-- Data follows --

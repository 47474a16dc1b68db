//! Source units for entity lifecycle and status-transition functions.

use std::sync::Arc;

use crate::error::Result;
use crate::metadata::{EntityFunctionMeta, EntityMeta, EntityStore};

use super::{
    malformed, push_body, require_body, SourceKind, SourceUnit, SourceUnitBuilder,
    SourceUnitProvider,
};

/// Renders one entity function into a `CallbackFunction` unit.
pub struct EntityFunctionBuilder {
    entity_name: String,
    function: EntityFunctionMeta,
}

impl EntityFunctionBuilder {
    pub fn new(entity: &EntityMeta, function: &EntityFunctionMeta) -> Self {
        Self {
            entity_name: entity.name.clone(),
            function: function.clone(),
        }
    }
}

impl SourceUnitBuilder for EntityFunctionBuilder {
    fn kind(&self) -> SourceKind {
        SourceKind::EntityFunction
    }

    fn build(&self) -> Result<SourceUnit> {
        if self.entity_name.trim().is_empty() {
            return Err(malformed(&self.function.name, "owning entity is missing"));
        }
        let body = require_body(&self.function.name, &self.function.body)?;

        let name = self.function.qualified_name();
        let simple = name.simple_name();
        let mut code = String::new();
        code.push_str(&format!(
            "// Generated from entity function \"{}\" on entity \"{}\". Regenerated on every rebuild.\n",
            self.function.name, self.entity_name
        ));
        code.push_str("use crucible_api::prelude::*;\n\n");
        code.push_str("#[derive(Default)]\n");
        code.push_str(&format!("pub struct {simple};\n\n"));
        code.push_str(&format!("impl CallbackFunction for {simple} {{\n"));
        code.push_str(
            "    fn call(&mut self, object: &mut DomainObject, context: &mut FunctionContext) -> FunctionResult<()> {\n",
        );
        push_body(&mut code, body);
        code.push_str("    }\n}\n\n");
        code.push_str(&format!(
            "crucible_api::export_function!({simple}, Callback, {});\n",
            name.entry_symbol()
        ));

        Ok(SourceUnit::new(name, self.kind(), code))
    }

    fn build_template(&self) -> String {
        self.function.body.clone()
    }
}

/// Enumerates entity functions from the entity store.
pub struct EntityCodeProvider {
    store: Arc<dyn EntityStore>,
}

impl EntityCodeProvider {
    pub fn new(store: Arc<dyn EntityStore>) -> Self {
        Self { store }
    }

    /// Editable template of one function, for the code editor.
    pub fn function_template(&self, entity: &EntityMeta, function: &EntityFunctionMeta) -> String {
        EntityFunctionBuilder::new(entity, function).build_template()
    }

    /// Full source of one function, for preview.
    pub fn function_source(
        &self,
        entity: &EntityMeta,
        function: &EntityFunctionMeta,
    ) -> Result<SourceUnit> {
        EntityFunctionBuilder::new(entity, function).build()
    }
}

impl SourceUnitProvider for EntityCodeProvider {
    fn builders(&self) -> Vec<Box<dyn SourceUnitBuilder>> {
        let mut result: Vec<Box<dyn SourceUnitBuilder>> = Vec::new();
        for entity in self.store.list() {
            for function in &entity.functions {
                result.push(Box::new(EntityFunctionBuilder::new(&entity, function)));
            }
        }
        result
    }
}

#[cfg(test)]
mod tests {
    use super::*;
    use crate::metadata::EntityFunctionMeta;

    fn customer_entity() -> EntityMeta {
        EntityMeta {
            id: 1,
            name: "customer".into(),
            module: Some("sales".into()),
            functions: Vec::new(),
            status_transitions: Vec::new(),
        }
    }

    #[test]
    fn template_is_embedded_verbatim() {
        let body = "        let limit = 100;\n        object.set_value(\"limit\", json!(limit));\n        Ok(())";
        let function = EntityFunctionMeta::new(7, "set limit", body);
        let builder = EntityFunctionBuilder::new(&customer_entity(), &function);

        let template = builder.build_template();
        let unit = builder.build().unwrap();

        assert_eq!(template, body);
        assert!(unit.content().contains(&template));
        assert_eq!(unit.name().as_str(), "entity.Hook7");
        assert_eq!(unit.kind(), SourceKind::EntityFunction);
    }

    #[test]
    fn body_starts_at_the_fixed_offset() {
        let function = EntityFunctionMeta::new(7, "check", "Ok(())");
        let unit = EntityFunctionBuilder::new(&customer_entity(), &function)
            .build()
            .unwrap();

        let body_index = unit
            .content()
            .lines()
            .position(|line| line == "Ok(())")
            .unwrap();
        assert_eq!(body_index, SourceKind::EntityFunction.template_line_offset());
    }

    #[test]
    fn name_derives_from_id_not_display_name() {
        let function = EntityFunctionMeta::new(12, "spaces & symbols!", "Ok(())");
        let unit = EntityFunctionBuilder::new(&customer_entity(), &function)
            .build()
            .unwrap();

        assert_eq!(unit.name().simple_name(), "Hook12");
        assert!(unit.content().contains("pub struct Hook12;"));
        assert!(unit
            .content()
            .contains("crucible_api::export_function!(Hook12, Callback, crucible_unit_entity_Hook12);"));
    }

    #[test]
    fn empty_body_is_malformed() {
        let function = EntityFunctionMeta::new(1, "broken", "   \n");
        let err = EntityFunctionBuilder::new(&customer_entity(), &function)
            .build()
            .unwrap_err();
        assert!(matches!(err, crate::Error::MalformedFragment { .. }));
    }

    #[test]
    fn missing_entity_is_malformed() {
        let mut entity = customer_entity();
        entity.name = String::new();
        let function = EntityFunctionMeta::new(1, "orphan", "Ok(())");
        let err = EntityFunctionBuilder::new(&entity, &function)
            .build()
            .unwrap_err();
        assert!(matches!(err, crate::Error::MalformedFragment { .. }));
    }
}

-- Data concluded --
-- Data follows --

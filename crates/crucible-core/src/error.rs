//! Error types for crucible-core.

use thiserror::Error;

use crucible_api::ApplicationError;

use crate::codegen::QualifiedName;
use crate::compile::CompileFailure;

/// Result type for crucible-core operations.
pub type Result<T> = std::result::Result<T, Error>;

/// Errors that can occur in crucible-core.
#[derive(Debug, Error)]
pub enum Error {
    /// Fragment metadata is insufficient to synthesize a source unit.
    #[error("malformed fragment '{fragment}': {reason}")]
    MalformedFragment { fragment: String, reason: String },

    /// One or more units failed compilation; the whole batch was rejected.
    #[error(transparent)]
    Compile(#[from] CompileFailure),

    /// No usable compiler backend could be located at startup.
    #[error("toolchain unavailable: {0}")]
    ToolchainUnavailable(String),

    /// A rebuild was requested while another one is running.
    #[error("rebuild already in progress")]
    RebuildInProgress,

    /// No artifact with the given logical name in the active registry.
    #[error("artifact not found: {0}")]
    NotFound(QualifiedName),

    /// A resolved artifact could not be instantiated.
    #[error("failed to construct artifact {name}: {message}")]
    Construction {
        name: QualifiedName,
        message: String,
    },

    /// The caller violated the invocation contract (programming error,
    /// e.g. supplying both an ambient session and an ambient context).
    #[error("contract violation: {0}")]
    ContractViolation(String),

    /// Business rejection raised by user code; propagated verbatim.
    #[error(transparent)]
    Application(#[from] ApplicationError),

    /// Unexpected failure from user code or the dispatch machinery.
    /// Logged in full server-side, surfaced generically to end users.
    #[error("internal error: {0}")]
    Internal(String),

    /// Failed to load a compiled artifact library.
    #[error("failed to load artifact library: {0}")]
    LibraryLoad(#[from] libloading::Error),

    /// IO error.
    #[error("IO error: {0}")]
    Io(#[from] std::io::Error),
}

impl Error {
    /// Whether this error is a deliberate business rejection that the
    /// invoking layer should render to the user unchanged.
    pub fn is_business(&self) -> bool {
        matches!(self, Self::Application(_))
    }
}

-- Data concluded --
-- Data follows --

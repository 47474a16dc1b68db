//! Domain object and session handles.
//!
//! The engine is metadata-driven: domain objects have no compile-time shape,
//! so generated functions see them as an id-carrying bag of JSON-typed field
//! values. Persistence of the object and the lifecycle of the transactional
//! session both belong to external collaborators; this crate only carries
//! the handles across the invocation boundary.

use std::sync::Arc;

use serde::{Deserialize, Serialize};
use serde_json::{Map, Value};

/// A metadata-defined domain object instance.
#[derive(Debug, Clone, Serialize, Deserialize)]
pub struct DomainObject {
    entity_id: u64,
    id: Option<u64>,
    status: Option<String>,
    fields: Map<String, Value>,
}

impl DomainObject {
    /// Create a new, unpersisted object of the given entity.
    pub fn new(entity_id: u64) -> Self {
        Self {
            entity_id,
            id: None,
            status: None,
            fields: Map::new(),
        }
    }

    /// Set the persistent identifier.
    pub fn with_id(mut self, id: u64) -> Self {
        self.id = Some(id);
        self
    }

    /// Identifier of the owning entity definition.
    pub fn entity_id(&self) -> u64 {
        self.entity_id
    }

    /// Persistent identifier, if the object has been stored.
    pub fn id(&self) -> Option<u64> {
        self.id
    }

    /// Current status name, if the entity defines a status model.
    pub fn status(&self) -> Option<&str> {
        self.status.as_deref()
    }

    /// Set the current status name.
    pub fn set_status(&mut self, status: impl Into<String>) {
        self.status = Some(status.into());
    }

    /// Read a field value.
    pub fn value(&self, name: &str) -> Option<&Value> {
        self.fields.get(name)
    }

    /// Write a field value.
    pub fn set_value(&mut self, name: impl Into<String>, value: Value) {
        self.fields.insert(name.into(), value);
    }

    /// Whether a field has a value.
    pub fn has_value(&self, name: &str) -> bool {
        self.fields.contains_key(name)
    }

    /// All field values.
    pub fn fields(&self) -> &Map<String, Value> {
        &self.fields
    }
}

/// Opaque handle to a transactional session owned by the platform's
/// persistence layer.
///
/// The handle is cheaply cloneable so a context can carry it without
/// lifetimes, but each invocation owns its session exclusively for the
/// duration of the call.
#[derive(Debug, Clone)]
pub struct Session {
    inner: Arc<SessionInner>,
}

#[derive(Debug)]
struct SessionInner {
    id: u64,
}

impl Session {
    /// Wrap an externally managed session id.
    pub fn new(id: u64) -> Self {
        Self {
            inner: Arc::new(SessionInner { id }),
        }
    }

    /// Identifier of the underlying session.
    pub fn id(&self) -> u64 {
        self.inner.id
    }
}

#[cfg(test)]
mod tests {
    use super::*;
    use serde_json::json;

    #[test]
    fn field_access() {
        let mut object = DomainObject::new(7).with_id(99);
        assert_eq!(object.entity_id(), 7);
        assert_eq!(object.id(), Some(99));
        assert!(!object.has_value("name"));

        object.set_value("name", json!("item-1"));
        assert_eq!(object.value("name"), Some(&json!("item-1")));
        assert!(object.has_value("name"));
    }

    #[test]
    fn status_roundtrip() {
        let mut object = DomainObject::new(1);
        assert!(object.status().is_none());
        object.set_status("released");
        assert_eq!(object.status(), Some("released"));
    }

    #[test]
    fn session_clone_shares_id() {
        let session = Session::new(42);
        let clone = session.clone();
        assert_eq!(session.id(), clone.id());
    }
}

-- Data concluded --

Description of the task =
Looking at the entries, count the lines where the word "DomainObject" appears, and state the count by itself.

Exercise result =
5